_ACTIVITY_
Would you please copy every line of the material that follows, exactly as it reads?

○ ○ ○ ○

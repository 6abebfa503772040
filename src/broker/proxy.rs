use std::sync::Arc;

use tokio::sync::broadcast::error::RecvError;
use tokio::task::JoinHandle;
use tracing::debug;

use crate::transport::{DataLink, LocalBus};

/// Data-plane proxy: forwards every locally published message to the
/// connected peer brokers. Remote traffic is already on the local bus
/// (the data listener re-publishes it) and is never forwarded again, so
/// a full mesh stays loop-free.
pub fn spawn_proxy(bus: &LocalBus, links: Vec<(String, Arc<DataLink>)>) -> JoinHandle<()> {
    let mut tap = bus.tap();
    tokio::spawn(async move {
        loop {
            match tap.recv().await {
                Ok(bus_msg) => {
                    if bus_msg.remote {
                        continue;
                    }
                    for (peer_id, link) in &links {
                        if !link.forward(Arc::clone(&bus_msg.msg)) {
                            debug!(peer_id = %peer_id, topic = %bus_msg.msg.topic, "peer forward dropped");
                        }
                    }
                }
                // Proxy lag surfaces to peers as sequence gaps, which
                // subscribers report but nobody retransmits.
                Err(RecvError::Lagged(skipped)) => {
                    debug!(skipped, "proxy lagged behind local publishers");
                }
                Err(RecvError::Closed) => break,
            }
        }
        debug!("pub/sub proxy exited");
    })
}
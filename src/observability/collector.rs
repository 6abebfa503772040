use std::collections::HashMap;
use std::sync::Arc;

use super::StreamCounters;

/// Point-in-time view of one stream's counters, used for status reports
/// and the end-of-session diagnostics.
#[derive(Debug, Clone, PartialEq, Eq)]
pub struct CountersSnapshot {
    pub stream_id: String,
    pub published: u64,
    pub flushed: u64,
    pub dropped: u64,
    pub transient_errors: u64,
    pub gaps: u64,
}

impl CountersSnapshot {
    pub fn unflushed(&self) -> u64 {
        self.published.saturating_sub(self.flushed)
    }
}

/// Registry of per-stream counters for one host.
#[derive(Default, Clone)]
pub struct MetricsCollector {
    counters: HashMap<String, Arc<StreamCounters>>,
}

impl MetricsCollector {
    pub fn new() -> Self {
        Self::default()
    }

    pub fn register(&mut self, stream_id: impl Into<String>) -> Arc<StreamCounters> {
        let stream_id = stream_id.into();
        let counters = Arc::new(StreamCounters::new(stream_id.clone()));
        self.counters.insert(stream_id, Arc::clone(&counters));
        counters
    }

    pub fn get(&self, stream_id: &str) -> Option<Arc<StreamCounters>> {
        self.counters.get(stream_id).cloned()
    }

    pub fn snapshot(&self) -> Vec<CountersSnapshot> {
        let mut rows: Vec<CountersSnapshot> = self
            .counters
            .values()
            .map(|c| CountersSnapshot {
                stream_id: c.stream_id().to_string(),
                published: c.published(),
                flushed: c.flushed(),
                dropped: c.dropped(),
                transient_errors: c.transient_errors(),
                gaps: c.gaps(),
            })
            .collect();
        rows.sort_by(|a, b| a.stream_id.cmp(&b.stream_id));
        rows
    }
}
use thiserror::Error;

/// Process exit codes surfaced to the launching harness.
pub mod exit_code {
    pub const CLEAN: i32 = 0;
    pub const USER_ABORT: i32 = 1;
    pub const CONFIG: i32 = 2;
    pub const DISCOVERY_SYNC: i32 = 3;
    pub const OVERFLOW: i32 = 4;
    pub const RUNTIME: i32 = 5;
}

/// Error kinds of the core, one variant per category of the error design.
/// Transient per-sample conditions are counted, not raised; everything
/// here propagates to the owning broker.
#[derive(Debug, Error)]
pub enum HermesError {
    #[error("configuration error: {0}")]
    Config(String),

    #[error("discovery error: {0}")]
    Discovery(String),

    #[error("clock sync error: {0}")]
    Sync(String),

    #[error("device error on node {node_id}: {message}")]
    Device { node_id: String, message: String },

    #[error("transport error: {0}")]
    Transport(String),

    #[error("storage overflow on stream {stream_id}")]
    Overflow { stream_id: String },

    #[error("drain deadline expired with {unflushed} unflushed samples")]
    DrainTimeout { unflushed: u64 },

    #[error("user abort")]
    Aborted,

    #[error("runtime error: {0}")]
    Runtime(String),
}

impl HermesError {
    pub fn exit_code(&self) -> i32 {
        match self {
            HermesError::Config(_) => exit_code::CONFIG,
            HermesError::Discovery(_) | HermesError::Sync(_) => exit_code::DISCOVERY_SYNC,
            HermesError::Overflow { .. } => exit_code::OVERFLOW,
            HermesError::Aborted => exit_code::USER_ABORT,
            // Drain timeout is soft: data loss is reported, the run still
            // counts as a clean stop.
            HermesError::DrainTimeout { .. } => exit_code::CLEAN,
            HermesError::Device { .. } | HermesError::Transport(_) | HermesError::Runtime(_) => {
                exit_code::RUNTIME
            }
        }
    }
}

impl From<std::io::Error> for HermesError {
    fn from(err: std::io::Error) -> Self {
        HermesError::Transport(err.to_string())
    }
}

pub type Result<T> = std::result::Result<T, HermesError>;

#[cfg(test)]
mod tests {
    use super::*;

    #[test]
    fn exit_codes_match_contract() {
        assert_eq!(HermesError::Config("x".into()).exit_code(), 2);
        assert_eq!(HermesError::Discovery("x".into()).exit_code(), 3);
        assert_eq!(HermesError::Sync("x".into()).exit_code(), 3);
        assert_eq!(HermesError::Overflow { stream_id: "s".into() }.exit_code(), 4);
        assert_eq!(HermesError::Aborted.exit_code(), 1);
        assert_eq!(HermesError::DrainTimeout { unflushed: 10 }.exit_code(), 0);
        assert_eq!(HermesError::Runtime("x".into()).exit_code(), 5);
    }
}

○ ○ ○ ○

_RESULT FOR THIS TASK_
repository 6abebfa503772040
filename src/broker/proxy.rs
use std::sync::Arc;

use tokio::sync::broadcast::error::RecvError;
use tokio::task::JoinHandle;
use tracing::debug;

use crate::transport::{DataLink, LocalBus};

/// Data-plane proxy: forwards every locally published message to the
/// connected peer brokers. Remote traffic is already on the local bus
/// (the data listener re-publishes it) and is never forwarded again, so
/// a full mesh stays loop-free.
pub fn spawn_proxy(bus: &LocalBus, links: Vec<(String, Arc<DataLink>)>) -> JoinHandle<()> {
    let mut tap = bus.tap();
    tokio::spawn(async move {
        loop {
            match tap.recv().await {
                Ok(bus_msg) => {
                    if bus_msg.remote {
                        continue;
                    }
                    for (peer_id, link) in &links {
                        if !link.forward(Arc::clone(&bus_msg.msg)) {
                            debug!(peer_id = %peer_id, topic = %bus_msg.msg.topic, "peer forward dropped");
                        }
                    }
                }
                // Proxy lag surfaces to peers as sequence gaps, which
                // subscribers report but nobody retransmits.
                Err(RecvError::Lagged(skipped)) => {
                    debug!(skipped, "proxy lagged behind local publishers");
                }
                Err(RecvError::Closed) => break,
            }
        }
        debug!("pub/sub proxy exited");
    })
}
filename src/observability/collector.rs
repository 6abebfa503772040
use std::collections::HashMap;
use std::sync::Arc;

use super::StreamCounters;

/// Point-in-time view of one stream's counters, used for status reports
/// and the end-of-session diagnostics.
#[derive(Debug, Clone, PartialEq, Eq)]
pub struct CountersSnapshot {
    pub stream_id: String,
    pub published: u64,
    pub flushed: u64,
    pub dropped: u64,
    pub transient_errors: u64,
    pub gaps: u64,
}

impl CountersSnapshot {
    pub fn unflushed(&self) -> u64 {
        self.published.saturating_sub(self.flushed)
    }
}

/// Registry of per-stream counters for one host.
#[derive(Default, Clone)]
pub struct MetricsCollector {
    counters: HashMap<String, Arc<StreamCounters>>,
}

impl MetricsCollector {
    pub fn new() -> Self {
        Self::default()
    }

    pub fn register(&mut self, stream_id: impl Into<String>) -> Arc<StreamCounters> {
        let stream_id = stream_id.into();
        let counters = Arc::new(StreamCounters::new(stream_id.clone()));
        self.counters.insert(stream_id, Arc::clone(&counters));
        counters
    }

    pub fn get(&self, stream_id: &str) -> Option<Arc<StreamCounters>> {
        self.counters.get(stream_id).cloned()
    }

    pub fn snapshot(&self) -> Vec<CountersSnapshot> {
        let mut rows: Vec<CountersSnapshot> = self
            .counters
            .values()
            .map(|c| CountersSnapshot {
                stream_id: c.stream_id().to_string(),
                published: c.published(),
                flushed: c.flushed(),
                dropped: c.dropped(),
                transient_errors: c.transient_errors(),
                gaps: c.gaps(),
            })
            .collect();
        rows.sort_by(|a, b| a.stream_id.cmp(&b.stream_id));
        rows
    }
}
use thiserror::Error;

/// Process exit codes surfaced to the launching harness.
pub mod exit_code {
    pub const CLEAN: i32 = 0;
    pub const USER_ABORT: i32 = 1;
    pub const CONFIG: i32 = 2;
    pub const DISCOVERY_SYNC: i32 = 3;
    pub const OVERFLOW: i32 = 4;
    pub const RUNTIME: i32 = 5;
}

/// Error kinds of the core, one variant per category of the error design.
/// Transient per-sample conditions are counted, not raised; everything
/// here propagates to the owning broker.
#[derive(Debug, Error)]
pub enum HermesError {
    #[error("configuration error: {0}")]
    Config(String),

    #[error("discovery error: {0}")]
    Discovery(String),

    #[error("clock sync error: {0}")]
    Sync(String),

    #[error("device error on node {node_id}: {message}")]
    Device { node_id: String, message: String },

    #[error("transport error: {0}")]
    Transport(String),

    #[error("storage overflow on stream {stream_id}")]
    Overflow { stream_id: String },

    #[error("drain deadline expired with {unflushed} unflushed samples")]
    DrainTimeout { unflushed: u64 },

    #[error("user abort")]
    Aborted,

    #[error("runtime error: {0}")]
    Runtime(String),
}

impl HermesError {
    pub fn exit_code(&self) -> i32 {
        match self {
            HermesError::Config(_) => exit_code::CONFIG,
            HermesError::Discovery(_) | HermesError::Sync(_) => exit_code::DISCOVERY_SYNC,
            HermesError::Overflow { .. } => exit_code::OVERFLOW,
            HermesError::Aborted => exit_code::USER_ABORT,
            // Drain timeout is soft: data loss is reported, the run still
            // counts as a clean stop.
            HermesError::DrainTimeout { .. } => exit_code::CLEAN,
            HermesError::Device { .. } | HermesError::Transport(_) | HermesError::Runtime(_) => {
                exit_code::RUNTIME
            }
        }
    }
}

impl From<std::io::Error> for HermesError {
    fn from(err: std::io::Error) -> Self {
        HermesError::Transport(err.to_string())
    }
}

pub type Result<T> = std::result::Result<T, HermesError>;

#[cfg(test)]
mod tests {
    use super::*;

    #[test]
    fn exit_codes_match_contract() {
        assert_eq!(HermesError::Config("x".into()).exit_code(), 2);
        assert_eq!(HermesError::Discovery("x".into()).exit_code(), 3);
        assert_eq!(HermesError::Sync("x".into()).exit_code(), 3);
        assert_eq!(HermesError::Overflow { stream_id: "s".into() }.exit_code(), 4);
        assert_eq!(HermesError::Aborted.exit_code(), 1);
        assert_eq!(HermesError::DrainTimeout { unflushed: 10 }.exit_code(), 0);
        assert_eq!(HermesError::Runtime("x".into()).exit_code(), 5);
    }
}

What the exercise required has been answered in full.